If you are lucky enough to be receiving this email, it means I think you can take a healthy dose of Christmastime blasphemy. So, without further ado, I present you with the Blowfish catalogue's (a sex toy/supply catalogue) description of the Jackhammer Jesus:
![](http://photos1.blogger.com/blogger/6525/1758/200/jesusdildo.jpg)
"Jesus fucking Christ. Literally. This extremely blasphemous dildo features a fairly realistic dickhead at the tip, and a crucifix complete with a figure of our crucified Lord at the base. A very hefty dildo with lots of ridges and bulges, it's perfect for playing debauched priest, naughty nun, or re-enacting The Exorcist. The Blowfishies are all convinced that we're going straight to hell for carrying this toy..."
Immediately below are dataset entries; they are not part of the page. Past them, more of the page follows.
// SPDX-FileCopyrightText: 2026 Botfleet Contributors
// SPDX-License-Identifier: MIT OR Apache-2.0

//! Webhook secret encryption for the Botfleet platform.
//!
//! Per-bot webhook secrets are random values generated at provisioning time,
//! encrypted with AES-256-GCM before they touch storage, and decrypted only
//! into the in-memory bot cache. The key is derived from a configured
//! passphrase via Argon2id with a fixed salt, so it is stable across restarts.

pub mod crypto;
pub mod kdf;
pub mod manager;

pub use manager::SecretManager;
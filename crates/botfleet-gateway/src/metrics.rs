// SPDX-FileCopyrightText: 2026 Botfleet Contributors
// SPDX-License-Identifier: MIT OR Apache-2.0

//! Metric names and recording helpers for the gateway.
//!
//! Built on the `metrics` facade. The binary installs the Prometheus
//! recorder; until it does, every helper here is a no-op, so library code
//! and tests can call them unconditionally.

use metrics::{counter, describe_counter, describe_gauge, gauge};

/// Register metric descriptions. Call once at startup after the recorder is
/// installed.
pub fn register_metrics() {
    describe_counter!(
        "botfleet_updates_admitted_total",
        "Webhook updates that passed admission and were enqueued"
    );
    describe_counter!(
        "botfleet_updates_rejected_total",
        "Webhook updates rejected at admission, by reason"
    );
    describe_counter!(
        "botfleet_updates_duplicate_total",
        "Webhook updates acknowledged as duplicates without enqueueing"
    );
    describe_counter!(
        "botfleet_jobs_enqueued_total",
        "Jobs written to the incoming queue"
    );
    describe_counter!(
        "botfleet_jobs_completed_total",
        "Jobs processed to completion"
    );
    describe_counter!(
        "botfleet_jobs_retried_total",
        "Job attempts that failed and were rescheduled"
    );
    describe_counter!(
        "botfleet_jobs_failed_total",
        "Jobs that exhausted their attempt budget"
    );
    describe_gauge!(
        "botfleet_queue_pending",
        "Jobs currently waiting in the incoming queue"
    );
}

pub fn record_update_admitted() {
    counter!("botfleet_updates_admitted_total").increment(1);
}

pub fn record_update_rejected(reason: &'static str) {
    counter!("botfleet_updates_rejected_total", "reason" => reason).increment(1);
}

pub fn record_update_duplicate() {
    counter!("botfleet_updates_duplicate_total").increment(1);
}

pub fn record_job_enqueued() {
    counter!("botfleet_jobs_enqueued_total").increment(1);
}

pub fn record_job_completed() {
    counter!("botfleet_jobs_completed_total").increment(1);
}

pub fn record_jobs_retried(count: u64) {
    if count > 0 {
        counter!("botfleet_jobs_retried_total").increment(count);
    }
}

pub fn record_jobs_failed(count: u64) {
    if count > 0 {
        counter!("botfleet_jobs_failed_total").increment(count);
    }
}

pub fn set_queue_pending(depth: f64) {
    gauge!("botfleet_queue_pending").set(depth);
}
OK, I also admit that when I first looked at this online, I was highly confused. How the fuck is a cross going to feel good in anyone’s snatch or ass, I wondered. Then I realized that I was looking at the handle. Sometimes I am an idiot.
Blowfish is an equal opportunity offender, so they also sell Buddha, Devil, and Grim Reaper dildos. I wish they had the Lubavitcher Rebbe so I can wander around Brooklyn offending my bearded and bewigged brothers and sisters in religion.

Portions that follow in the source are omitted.